Please explain what aspects of "expanded HPC resources" are important for your project (e.g., more CPU hours, more memory, more storage, more throughput for small jobs, ability to handle very large jobs).
A 50X increase in HPC compute resources would enable significant progress in each of our application areas. One significant change associated with this level of resources would be the ability to integrate uncertainty quantification into the our methodology.
Combustion: Fully investigate the behavior of new alternative fuels with detailed chemistry in the high-pressure environments characteristic of realistic combustion systems. Quantify the role of uncertainty in rate parameters on the predictive ability of simulations and use simulations to reduce uncertainty in those data. Address key modeling issues related to the development of engineering design models for next generation combustion systems.
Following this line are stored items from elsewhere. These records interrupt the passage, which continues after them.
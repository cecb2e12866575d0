//! # Logging Utilities
//!
//! `tracing` subscriber setup for crashwatch binaries.
//!
//! Events go to stderr, so the CLI's stdout stays clean for report text and
//! traces. Optionally a copy is written to a log file through a
//! non-blocking `tracing-appender` writer.
//!
//! ## Quick Start
//!
//! ```rust,no_run
//! use crashwatch_utils::init_logging;
//!
//! // Keep the guard alive for as long as file logging should keep flushing
//! let _guard = init_logging().expect("Failed to initialize logging");
//! tracing::info!("Application started");
//! ```
//!
//! ## Environment Variables
//!
//! - `RUST_LOG`: filter directives (e.g. `RUST_LOG=debug`, `RUST_LOG=crashwatch_core=debug`)
//! - `CRASHWATCH_LOG_FORMAT`: `pretty` or `json` (default: `pretty`)
//! - `CRASHWATCH_LOG_FILE`: optional log file path; when set, events are also
//!   written there

use std::io::{self, IsTerminal};
use std::path::{Path, PathBuf};
use std::str::FromStr;

use chrono::Utc;
use tracing::Level;
use tracing_appender::non_blocking::{NonBlocking, WorkerGuard};
use tracing_subscriber::fmt::time::ChronoUtc;
use tracing_subscriber::fmt::{self};
use tracing_subscriber::layer::SubscriberExt;
use tracing_subscriber::util::SubscriberInitExt;
use tracing_subscriber::{EnvFilter, Layer, Registry};

/// Environment variable selecting the output format.
pub const LOG_FORMAT_ENV: &str = "CRASHWATCH_LOG_FORMAT";

/// Environment variable naming an additional log file.
pub const LOG_FILE_ENV: &str = "CRASHWATCH_LOG_FILE";

type BoxedLayer = Box<dyn Layer<Registry> + Send + Sync + 'static>;

/// Log output format
#[derive(Debug, Clone, Copy, PartialEq, Eq, Default)]
pub enum LogFormat
{
    /// Human-readable lines (default)
    #[default]
    Pretty,
    /// One JSON object per event
    Json,
}

impl FromStr for LogFormat
{
    type Err = String;

    fn from_str(s: &str) -> Result<Self, Self::Err>
    {
        match s.trim().to_lowercase().as_str() {
            "pretty" | "dev" | "development" => Ok(LogFormat::Pretty),
            "json" | "prod" | "production" => Ok(LogFormat::Json),
            _ => Err(format!("Unknown log format: {s}. Use 'pretty' or 'json'")),
        }
    }
}

/// Log level
#[derive(Debug, Clone, Copy, PartialEq, Eq)]
pub enum LogLevel
{
    /// Error level
    Error,
    /// Warning level
    Warn,
    /// Info level (default)
    Info,
    /// Debug level
    Debug,
    /// Trace level (most verbose)
    Trace,
}

impl From<LogLevel> for Level
{
    fn from(level: LogLevel) -> Self
    {
        match level {
            LogLevel::Error => Level::ERROR,
            LogLevel::Warn => Level::WARN,
            LogLevel::Info => Level::INFO,
            LogLevel::Debug => Level::DEBUG,
            LogLevel::Trace => Level::TRACE,
        }
    }
}

impl FromStr for LogLevel
{
    type Err = String;

    fn from_str(s: &str) -> Result<Self, Self::Err>
    {
        match s.trim().to_lowercase().as_str() {
            "error" | "err" => Ok(LogLevel::Error),
            "warn" | "warning" => Ok(LogLevel::Warn),
            "info" => Ok(LogLevel::Info),
            "debug" | "dbg" => Ok(LogLevel::Debug),
            "trace" => Ok(LogLevel::Trace),
            _ => Err(format!(
                "Unknown log level: {s}. Use 'error', 'warn', 'info', 'debug', or 'trace'"
            )),
        }
    }
}

/// Resolved logging settings
///
/// `level` of `None` means "use `RUST_LOG`, or `info` when it is unset".
#[derive(Debug, Clone, PartialEq, Eq, Default)]
pub struct LoggingConfig
{
    /// Explicit level; overrides `RUST_LOG` when set
    pub level: Option<LogLevel>,
    /// Output format for every sink
    pub format: LogFormat,
    /// Additional log file
    pub file: Option<PathBuf>,
}

impl LoggingConfig
{
    /// Read `CRASHWATCH_LOG_FORMAT` and `CRASHWATCH_LOG_FILE`.
    ///
    /// ## Errors
    ///
    /// Returns `LoggingError::InvalidFormat` for an unrecognized format.
    pub fn from_env() -> Result<Self, LoggingError>
    {
        Self::from_lookup(|name| std::env::var(name).ok())
    }

    /// Like [`from_env`](Self::from_env), reading variables through `lookup`.
    ///
    /// ## Errors
    ///
    /// Returns `LoggingError::InvalidFormat` for an unrecognized format.
    pub fn from_lookup(lookup: impl Fn(&str) -> Option<String>) -> Result<Self, LoggingError>
    {
        let format = match lookup(LOG_FORMAT_ENV).filter(|value| !value.trim().is_empty()) {
            Some(value) => value.parse().map_err(LoggingError::InvalidFormat)?,
            None => LogFormat::Pretty,
        };
        let file = lookup(LOG_FILE_ENV)
            .filter(|value| !value.trim().is_empty())
            .map(PathBuf::from);

        Ok(Self {
            level: None,
            format,
            file,
        })
    }

    /// Override the level.
    pub fn with_level(mut self, level: LogLevel) -> Self
    {
        self.level = Some(level);
        self
    }

    /// Override the log file.
    pub fn with_file(mut self, file: impl Into<PathBuf>) -> Self
    {
        self.file = Some(file.into());
        self
    }

    /// Install the global subscriber for these settings.
    ///
    /// ## Errors
    ///
    /// Returns an error if a global subscriber is already installed or the
    /// log file's directory cannot be created.
    pub fn init(self) -> Result<LoggingGuard, LoggingError>
    {
        let filter = env_filter(self.level.map(Into::into));
        let mut layers: Vec<BoxedLayer> = vec![stderr_layer(self.format, filter.clone())];

        let mut worker = None;
        if let Some(file) = &self.file {
            let (writer, guard) = file_writer(file)?;
            layers.push(file_layer(self.format, writer, filter));
            worker = Some(guard);
        }

        Registry::default()
            .with(layers)
            .try_init()
            .map_err(|err| LoggingError::InitializationFailed(err.to_string()))?;

        Ok(LoggingGuard { _worker: worker })
    }
}

/// Keeps the background log file writer alive
///
/// Dropping it flushes and stops file logging. Console logging is unaffected.
#[derive(Debug)]
#[must_use = "dropping the guard stops file logging"]
pub struct LoggingGuard
{
    _worker: Option<WorkerGuard>,
}

/// Initialize logging from the environment
///
/// ## Example
///
/// ```rust,no_run
/// use crashwatch_utils::init_logging;
///
/// let _guard = init_logging().expect("Failed to initialize logging");
/// tracing::info!("Application started");
/// ```
///
/// ## Errors
///
/// Returns an error if:
/// - Logging is already initialized
/// - `CRASHWATCH_LOG_FORMAT` holds an unknown format
/// - The directory for `CRASHWATCH_LOG_FILE` cannot be created
pub fn init_logging() -> Result<LoggingGuard, LoggingError>
{
    LoggingConfig::from_env()?.init()
}

/// Initialize logging with an explicit level and format
///
/// `CRASHWATCH_LOG_FILE` is still honoured.
///
/// ## Errors
///
/// Returns an error if logging is already initialized or file logging fails.
pub fn init_logging_with_level(level: LogLevel, format: LogFormat) -> Result<LoggingGuard, LoggingError>
{
    let mut config = LoggingConfig::from_lookup(|name| {
        if name == LOG_FILE_ENV {
            std::env::var(name).ok()
        } else {
            None
        }
    })?;
    config.format = format;
    config.with_level(level).init()
}

/// Initialize logging to stderr and `log_file`
///
/// ## Errors
///
/// Returns an error if logging is already initialized or the file's directory
/// cannot be created.
pub fn init_logging_to_file(log_file: impl Into<PathBuf>, level: Option<LogLevel>) -> Result<LoggingGuard, LoggingError>
{
    let mut config = LoggingConfig::from_env()?.with_file(log_file);
    config.level = level.or(config.level);
    config.init()
}

/// `<dir>/<YYYY-MM-DD>-<stem>.log` for today (UTC)
///
/// ## Example
///
/// ```rust
/// use crashwatch_utils::dated_log_file;
///
/// let path = dated_log_file("/var/log/myapp", "crashwatch");
/// assert!(path.to_string_lossy().ends_with("-crashwatch.log"));
/// ```
pub fn dated_log_file(dir: impl AsRef<Path>, stem: &str) -> PathBuf
{
    let today = Utc::now().format("%Y-%m-%d");
    dir.as_ref().join(format!("{today}-{stem}.log"))
}

/// Filter priority: explicit level, then `RUST_LOG`, then `info`.
fn env_filter(explicit_level: Option<Level>) -> EnvFilter
{
    match explicit_level {
        Some(level) => EnvFilter::new(level.to_string()),
        None => EnvFilter::try_from_default_env().unwrap_or_else(|_| EnvFilter::new(Level::INFO.to_string())),
    }
}

fn stderr_layer(format: LogFormat, filter: EnvFilter) -> BoxedLayer
{
    match format {
        LogFormat::Pretty => fmt::layer()
            .with_target(true)
            .with_thread_names(true)
            .with_timer(ChronoUtc::rfc_3339())
            .with_ansi(io::stderr().is_terminal())
            .with_writer(io::stderr)
            .with_filter(filter)
            .boxed(),
        LogFormat::Json => fmt::layer()
            .json()
            .with_target(true)
            .with_thread_names(true)
            .with_timer(ChronoUtc::rfc_3339())
            .with_current_span(true)
            .with_writer(io::stderr)
            .with_filter(filter)
            .boxed(),
    }
}

fn file_layer(format: LogFormat, writer: NonBlocking, filter: EnvFilter) -> BoxedLayer
{
    match format {
        LogFormat::Pretty => fmt::layer()
            .with_writer(writer)
            .with_target(true)
            .with_thread_ids(true)
            .with_thread_names(true)
            .with_file(true)
            .with_line_number(true)
            .with_timer(ChronoUtc::rfc_3339())
            .with_ansi(false) // No ANSI in files
            .with_filter(filter)
            .boxed(),
        LogFormat::Json => fmt::layer()
            .json()
            .with_writer(writer)
            .with_target(true)
            .with_thread_ids(true)
            .with_thread_names(true)
            .with_file(true)
            .with_line_number(true)
            .with_timer(ChronoUtc::rfc_3339())
            .with_current_span(true)
            .with_span_list(true)
            .with_filter(filter)
            .boxed(),
    }
}

fn file_writer(log_file: &Path) -> Result<(NonBlocking, WorkerGuard), LoggingError>
{
    let dir = match log_file.parent() {
        Some(parent) if !parent.as_os_str().is_empty() => parent.to_path_buf(),
        _ => PathBuf::from("."),
    };
    std::fs::create_dir_all(&dir)?;

    let file_name = log_file.file_name().ok_or_else(|| {
        LoggingError::FileError(io::Error::new(
            io::ErrorKind::InvalidInput,
            format!("log file path has no file name: {}", log_file.display()),
        ))
    })?;

    // The caller picks the file name, so never roll it over
    let appender = tracing_appender::rolling::never(dir, file_name);
    Ok(tracing_appender::non_blocking(appender))
}

/// Logging initialization error
#[derive(Debug, thiserror::Error)]
pub enum LoggingError
{
    /// Invalid log format
    #[error("Invalid log format: {0}")]
    InvalidFormat(String),

    /// Failed to initialize logging
    #[error("Failed to initialize logging: {0}")]
    InitializationFailed(String),

    /// File logging error
    #[error("File logging error: {0}")]
    FileError(#[from] io::Error),
}

#[cfg(test)]
mod tests
{
    use super::*;

    fn lookup<'a>(vars: &'a [(&'a str, &'a str)]) -> impl Fn(&str) -> Option<String> + 'a
    {
        move |name| {
            vars.iter()
                .find(|(key, _)| *key == name)
                .map(|(_, value)| (*value).to_string())
        }
    }

    #[test]
    fn test_log_format_from_str()
    {
        assert_eq!(LogFormat::from_str("pretty").unwrap(), LogFormat::Pretty);
        assert_eq!(LogFormat::from_str("JSON").unwrap(), LogFormat::Json);
        assert_eq!(LogFormat::from_str(" dev ").unwrap(), LogFormat::Pretty);
        assert_eq!(LogFormat::from_str("prod").unwrap(), LogFormat::Json);
        assert!(LogFormat::from_str("invalid").is_err());
    }

    #[test]
    fn test_log_level_from_str()
    {
        assert_eq!(LogLevel::from_str("error").unwrap(), LogLevel::Error);
        assert_eq!(LogLevel::from_str("warning").unwrap(), LogLevel::Warn);
        assert_eq!(LogLevel::from_str("info").unwrap(), LogLevel::Info);
        assert_eq!(LogLevel::from_str("dbg").unwrap(), LogLevel::Debug);
        assert_eq!(LogLevel::from_str("trace").unwrap(), LogLevel::Trace);
        assert!(LogLevel::from_str("loud").is_err());
    }

    #[test]
    fn test_log_level_to_tracing_level()
    {
        assert_eq!(Level::from(LogLevel::Error), Level::ERROR);
        assert_eq!(Level::from(LogLevel::Warn), Level::WARN);
        assert_eq!(Level::from(LogLevel::Info), Level::INFO);
        assert_eq!(Level::from(LogLevel::Debug), Level::DEBUG);
        assert_eq!(Level::from(LogLevel::Trace), Level::TRACE);
    }

    #[test]
    fn test_config_defaults_without_env()
    {
        let config = LoggingConfig::from_lookup(lookup(&[])).unwrap();
        assert_eq!(config, LoggingConfig::default());
    }

    #[test]
    fn test_config_reads_env()
    {
        let vars = [(LOG_FORMAT_ENV, "json"), (LOG_FILE_ENV, "/tmp/crashwatch.log")];
        let config = LoggingConfig::from_lookup(lookup(&vars)).unwrap();
        assert_eq!(config.format, LogFormat::Json);
        assert_eq!(config.file, Some(PathBuf::from("/tmp/crashwatch.log")));
    }

    #[test]
    fn test_config_rejects_unknown_format()
    {
        let vars = [(LOG_FORMAT_ENV, "xml")];
        let err = LoggingConfig::from_lookup(lookup(&vars)).unwrap_err();
        assert!(matches!(err, LoggingError::InvalidFormat(_)));
    }

    #[test]
    fn test_empty_values_are_ignored()
    {
        let vars = [(LOG_FORMAT_ENV, " "), (LOG_FILE_ENV, "")];
        let config = LoggingConfig::from_lookup(lookup(&vars)).unwrap();
        assert_eq!(config.format, LogFormat::Pretty);
        assert_eq!(config.file, None);
    }

    #[test]
    fn test_dated_log_file()
    {
        let path = dated_log_file("/var/log/app", "crashwatch");
        let name = path.file_name().unwrap().to_string_lossy().into_owned();
        assert!(path.starts_with("/var/log/app"));
        assert!(name.ends_with("-crashwatch.log"));
        assert_eq!(name.len(), "YYYY-MM-DD-crashwatch.log".len());
    }

    #[test]
    fn test_file_writer_creates_directory()
    {
        let dir = tempfile::tempdir().unwrap();
        let log_file = dir.path().join("nested/logs/run.log");
        let (_writer, _guard) = file_writer(&log_file).unwrap();
        assert!(dir.path().join("nested/logs").is_dir());
    }
}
Porous media flow: Quantify the role of subsurface uncertainty on the prediction of contaminant plumes and carbon sequestration strategies.
Astrophysics: Perform high-fidelity simulations of a variety of different supernova phenomena and compare with observations. Perform detailed cosmological simulations and compare to observations to reduce uncertainty in key cosmological parameters.
Achieving any of these goal would require a balanced growth in the available resources. It would also require a significant shift in our programming models. The two main issues there would be effective utilization of higher-levels of intranode concurrency and tools for enabling in situ analysis of results as part of the overall simulation.